پاکستان میں Mostbet com ویب سائٹ ملاحظہ کریں، اور آپ یقینی طور پر کھیلوں پر شرط لگانے یا آن لائن کیسینو میں کھیلنے کے لیے یہاں واپس آنا چاہیں گے۔ کھیلوں کے شائقین کو ایونٹس کے ایک بڑے انتخاب، مختلف پروموشنز اور بونسز، مفت بیٹس، مفت گھماؤ اور زیادہ مشکلات تک رسائی حاصل ہے۔ اور کھیل کو مزید آسان بنانے کے لیے، ہم نے ایک موبائل ایپلیکیشن تیار کی ہے جسے آپ آسانی سے اپنے فون پر انسٹال کر سکتے ہیں۔

Free Advice Friday! All your questions answered! Ok, not really.

It’s Friday, and you know what that means…free advice that you can’t (but probably should) live without! You’re welcome.

But first, Brian and I are leaving for vacation today, so yesterday was spent waxing my bikini area and preparing our house & children for the grandparents’ arrival. This. took. all. freaking. day. Oddly, the house doesn’t look any different…but my bikini area could be picked out of a line up!

Dear Potential burglars,

FYI, our house is not vacant, it’s filled to the brim with extended family and outdated electronics. Plus there’s always Mr.Bojangles…

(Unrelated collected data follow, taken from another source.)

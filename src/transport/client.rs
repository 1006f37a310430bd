//! HTTP client for the form API

use std::time::Duration;

use reqwest::{Client, Response};
use serde::Serialize;
use serde_json::Value;

use crate::schema::Schema;

use super::errors::{SessionError, SubmitError, SubmitResult};

const LOGIN_PATH: &str = "newlogin";
const FORMS_PATH: &str = "forms";

const LOGIN_FAILED: &str = "Login failed. Please check your credentials.";
const NO_TOKEN: &str = "No token received from server";

#[derive(Serialize)]
struct LoginRequest<'a> {
    email: &'a str,
    password: &'a str,
}

/// A form created on the server
#[derive(Debug, Clone, PartialEq)]
pub struct CreatedForm {
    /// Server-assigned id, when the response carries one
    pub id: Option<String>,
    pub status: u16,
}

/// Client for the login and form-creation endpoints
#[derive(Debug, Clone)]
pub struct ApiClient {
    http: Client,
    base_url: String,
}

impl ApiClient {
    pub fn new(base_url: impl Into<String>, timeout: Duration) -> SubmitResult<Self> {
        let http = Client::builder().timeout(timeout).build()?;
        Ok(Self {
            http,
            base_url: base_url.into(),
        })
    }

    pub fn base_url(&self) -> &str {
        &self.base_url
    }

    fn url(&self, path: &str) -> String {
        format!("{}/{}", self.base_url.trim_end_matches('/'), path)
    }

    /// Exchanges credentials for a bearer token
    pub async fn login(&self, email: &str, password: &str) -> SubmitResult<String> {
        let response = self
            .http
            .post(self.url(LOGIN_PATH))
            .json(&LoginRequest { email, password })
            .send()
            .await?;

        let status = response.status();
        let body = read_body(response).await;

        if !status.is_success() {
            let message = server_message(&body).unwrap_or(LOGIN_FAILED);
            return Err(SubmitError::Login(message.to_string()));
        }

        match body.get("access_token").and_then(Value::as_str) {
            Some(token) if !token.is_empty() => Ok(token.to_string()),
            _ => Err(SubmitError::Login(NO_TOKEN.to_string())),
        }
    }

    /// Sends a validated schema to the create endpoint.
    ///
    /// 409 maps to `Conflict`, 401/403 to a session error, any other
    /// non-2xx to `Http` with the server's `message` when present.
    pub async fn create_form(&self, token: &str, schema: &Schema) -> SubmitResult<CreatedForm> {
        if token.trim().is_empty() {
            return Err(SessionError::MissingCredential.into());
        }

        let response = self
            .http
            .post(self.url(FORMS_PATH))
            .bearer_auth(token)
            .json(schema)
            .send()
            .await?;

        let status = response.status();
        let body = read_body(response).await;

        match status.as_u16() {
            code if status.is_success() => Ok(CreatedForm {
                id: created_id(&body),
                status: code,
            }),
            409 => Err(SubmitError::Conflict {
                name: schema.name.clone(),
            }),
            401 | 403 => Err(SessionError::Rejected.into()),
            code => Err(SubmitError::Http {
                status: code,
                message: server_message(&body)
                    .or_else(|| status.canonical_reason())
                    .unwrap_or("Request failed")
                    .to_string(),
            }),
        }
    }
}

/// Reads a JSON body; anything unparseable reads as null
async fn read_body(response: Response) -> Value {
    response.json::<Value>().await.unwrap_or(Value::Null)
}

fn server_message(body: &Value) -> Option<&str> {
    body.get("message")
        .and_then(Value::as_str)
        .filter(|m| !m.is_empty())
}

/// Looks for the id at `id`, `form_id` or `data.id`
fn created_id(body: &Value) -> Option<String> {
    let candidate = body
        .get("id")
        .or_else(|| body.get("form_id"))
        .or_else(|| body.get("data").and_then(|data| data.get("id")))?;

    match candidate {
        Value::String(s) => Some(s.clone()),
        Value::Number(n) => Some(n.to_string()),
        _ => None,
    }
}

Aww, I think he likes you!
Oh, and he has a case of the shits, so you’d probably leave a crappy footprint behind that the police would use for suspect identification.

If you don’t heed my warning, I suggest you get a good steam cleaner and a better lawyer.

Love, Kim

So I’m sure you’ll understand it when I say, “Sorry, but I didn’t have time to write my Free Advice Friday post” (imagine my sad face here).

But not wanting to leave you hanging, I asked my bloggy friend Jenn, from Something Clever 2.0, to give us some of her awesomely funny advice. Don’t worry, it’s still free.

You remember Jenn, she also covered my ass on a Cheapo Wino Wednesday, and rocked it!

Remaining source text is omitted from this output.